· Mathematics is about learning to ask questions, formulating interesting and relevant questions leads to the drive to find solutions. It is impossible to get a meaningful answer if you have a meaningless question. So many times all students care about is getting the “right” answer, however, if the questions was pointless or not interesting then the answer does not matter. When searching for a solution to a problem, students should be taught to ask many questions and then evaluate those questions to determine which answers are most likely to lead to a solution to the problem.
· Mistakes are not only acceptable but are to be celebrated; the only way to advance mathematical understanding is by making mistakes. This includes struggling with concepts and ideas, looking at a problem from one direction and not making any progress and having to start again from another side. Too often students are given the impression that there is always a fast answer, or that there is always a formula ready at hand to use to solve any problem. When the reality is that many problems don’t fit into a tidy mold with a quick solution. The more students are able to see that mistakes in math lead to better solutions the more likely they will be to stick with difficult problems and persevere in solving them.
· Explaining concepts to others helps students better understand their own ideas. Having to clearly state why a particular method works or how an answer was derived ensures that students have a firm understanding of their ideas. By describing the method used to arrive at an answer students must examine their own thinking and are likely to catch their own mistakes or find areas of misunderstanding.

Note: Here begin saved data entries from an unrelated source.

/// Picks the text to summarize. Full text wins unless it is missing, blank,
/// or longer than `max_text_length_for_full_summary` chars.
pub fn route<'p>(paper: &'p Paper, config: &PipelineConfig) -> (SummarySource, &'p str) {
    let ceiling = config.summarizer.max_text_length_for_full_summary;
    match paper.full_text.as_deref().filter(|t| !t.trim().is_empty()) {
        Some(text) if text.chars().count() <= ceiling => (SummarySource::FullText, text),
        Some(text) => {
            info!(
                "Paper {} is too long ({} chars). Summarizing abstract only.",
                paper.id,
                text.chars().count()
            );
            (SummarySource::Abstract, paper.abstract_text.as_str())
        }
        None => {
            info!("Paper {} has no full text. Summarizing abstract only.", paper.id);
            (SummarySource::Abstract, paper.abstract_text.as_str())
        }
    }
}

struct StageFailure {
    stage: SummaryStage,
    detail: String,
}

pub struct ChunkedSummarizer<'a> {
    config: &'a PipelineConfig,
    llm: &'a LlmClient,
}

impl<'a> ChunkedSummarizer<'a> {
    pub fn new(config: &'a PipelineConfig, llm: &'a LlmClient) -> Self {
        Self { config, llm }
    }

    pub async fn summarize(&self, paper: &Paper) -> SummaryResult {
        let (source, text) = route(paper, self.config);

        if text.trim().is_empty() {
            warn!("No content to summarize for paper {}", paper.id);
            return self.failed(
                paper,
                source,
                0,
                StageFailure {
                    stage: SummaryStage::Map,
                    detail: "no text to summarize".to_string(),
                },
            );
        }

        let partials = match source {
            SummarySource::FullText => self.map_chunks(paper, text).await,
            SummarySource::Abstract => self.summarize_abstract(text).await.map(|s| vec![s]),
        };
        let partials = match partials {
            Ok(partials) => partials,
            Err(failure) => return self.failed(paper, source, 0, failure),
        };
        let chunk_count = partials.len();

        let combined = match self.compact(partials).await {
            Ok(combined) => combined,
            Err(failure) => return self.failed(paper, source, chunk_count, failure),
        };

        self.reduce(paper, source, chunk_count, &combined).await
    }

    /// Map stage: one partial summary per chunk, in chunk order.
    async fn map_chunks(&self, paper: &Paper, text: &str) -> Result<Vec<String>, StageFailure> {
        let summarizer = &self.config.summarizer;
        let chunks = split_text(text, summarizer.chunk_size, summarizer.chunk_overlap).map_err(
            |e| StageFailure {
                stage: SummaryStage::Map,
                detail: e.to_string(),
            },
        )?;
        info!(
            "Mapping {} chunks of paper {} into summaries...",
            chunks.len(),
            paper.id
        );

        let mut partials = Vec::with_capacity(chunks.len());
        for (i, chunk) in chunks.iter().enumerate() {
            let prompt = Prompt::text(render(&self.config.prompts.map, &[("input", chunk.as_str())]));
            let invocation = self.llm.invoke("map", &prompt, &summarizer.map).await;
            match invocation.into_text() {
                Some(summary) => partials.push(summary),
                None => {
                    warn!(
                        "Map failed for chunk {}/{} of paper {}",
                        i + 1,
                        chunks.len(),
                        paper.id
                    );
                    return Err(StageFailure {
                        stage: SummaryStage::Map,
                        detail: format!(
                            "chunk {}/{}: all models exhausted",
                            i + 1,
                            chunks.len()
                        ),
                    });
                }
            }
        }
        Ok(partials)
    }

    async fn summarize_abstract(&self, text: &str) -> Result<String, StageFailure> {
        let prompt = Prompt::text(render(
            &self.config.prompts.abstract_only,
            &[("input", text)],
        ));
        self.llm
            .invoke("abstract", &prompt, &self.config.summarizer.map)
            .await
            .into_text()
            .ok_or_else(|| StageFailure {
                stage: SummaryStage::Map,
                detail: "abstract summary: all models exhausted".to_string(),
            })
    }

    /// Brings the joined partial summaries under the payload limit.
    async fn compact(&self, partials: Vec<String>) -> Result<String, StageFailure> {
        let summarizer = &self.config.summarizer;
        let limit = summarizer.payload_limit;
        let fields = summarizer.schema_fields.join(", ");
        let mut current = partials;
        let mut round = 0;

        loop {
            let joined = current.join(SUMMARY_SEPARATOR);
            if joined.chars().count() <= limit {
                return Ok(joined);
            }
            if round >= summarizer.max_compaction_rounds {
                warn!(
                    "Partial summaries still exceed {limit} chars after {round} compaction rounds; truncating"
                );
                return Ok(truncate_chars(&joined, limit).to_string());
            }
            round += 1;

            let batches = batch_in_order(&current, limit);
            info!(
                "Compaction round {round}: reducing {} summaries in {} batches",
                current.len(),
                batches.len()
            );

            let mut next = Vec::with_capacity(batches.len());
            for batch in &batches {
                let user = render(
                    &self.config.prompts.intermediate_reduce,
                    &[
                        ("chunk_summaries", batch.join(SUMMARY_SEPARATOR).as_str()),
                        ("fields", fields.as_str()),
                    ],
                );
                let invocation = self
                    .llm
                    .invoke("compaction", &Prompt::text(user), &summarizer.reduce)
                    .await;
                match invocation.into_text() {
                    Some(summary) => next.push(summary),
                    None => {
                        return Err(StageFailure {
                            stage: SummaryStage::Compaction,
                            detail: format!("compaction round {round}: all models exhausted"),
                        })
                    }
                }
            }
            current = next;
        }
    }

    async fn reduce(
        &self,
        paper: &Paper,
        source: SummarySource,
        chunk_count: usize,
        combined: &str,
    ) -> SummaryResult {
        let summarizer = &self.config.summarizer;
        let fields = summarizer.schema_fields.join(", ");
        let user = render(
            &self.config.prompts.reduce,
            &[("chunk_summaries", combined), ("fields", fields.as_str())],
        );
        let prompt = Prompt::json(&self.config.prompts.reduce_system, user);

        info!("Reducing summaries of paper {} into the final schema", paper.id);
        let invocation = self.llm.invoke("reduce", &prompt, &summarizer.reduce).await;
        let Some(text) = invocation.text() else {
            warn!("Final reduction failed for paper {}", paper.id);
            return self.failed(
                paper,
                source,
                chunk_count,
                StageFailure {
                    stage: SummaryStage::Reduce,
                    detail: "final reduce: all models exhausted".to_string(),
                },
            );
        };

        match parse_summary_fields(text, &summarizer.schema_fields) {
            Ok(fields) => SummaryResult {
                paper_id: paper.id.clone(),
                source,
                status: SummaryStatus::Complete,
                failed_stage: None,
                detail: None,
                chunk_count,
                fields,
            },
            Err(e) => {
                warn!("Unparseable summary for paper {}: {e}", paper.id);
                SummaryResult {
                    paper_id: paper.id.clone(),
                    source,
                    status: SummaryStatus::Unparseable,
                    failed_stage: Some(SummaryStage::Reduce),
                    detail: Some(e.to_string()),
                    chunk_count,
                    fields: self.unavailable_fields(),
                }
            }
        }
    }

    fn failed(
        &self,
        paper: &Paper,
        source: SummarySource,
        chunk_count: usize,
        failure: StageFailure,
    ) -> SummaryResult {
        SummaryResult {
            paper_id: paper.id.clone(),
            source,
            status: SummaryStatus::Failed,
            failed_stage: Some(failure.stage),
            detail: Some(failure.detail),
            chunk_count,
            fields: self.unavailable_fields(),
        }
    }

    fn unavailable_fields(&self) -> Vec<SummaryField> {
        self.config
            .summarizer
            .schema_fields
            .iter()
            .map(|name| SummaryField {
                name: name.clone(),
                value: None,
            })
            .collect()
    }
}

A dialog back and forth between students provides students the opportunity to learn to question not only their own answers but also the thinking of other students. Students should know it’s ok to questions someone else’s answer and continue looking for clarification until they are convinced.
· The mathematics classroom should extend beyond the classroom walls, not simply by providing “real-world” problems in a textbook, but by providing students problems from other areas of their lives. Although, there is a beauty in solving a mathematical puzzle just for the sake of finding a solution, there are opportunities throughout the other disciplines that lend themselves to being solved with math. In particular, I think that math and science should be closely linked in the curriculum and
· All students have something they can contribute in a mathematical conversation. Students will approach problems from different places due to differing background knowledge. Because math learning builds on previous knowledge many students will be at different places in their understanding of math at any given time. However, at any level of understanding, each student will have something unique to offer to the conversation.
This is a living document, over the course of my final semester of coursework at UNI I will continue to examine and refine this belief statement.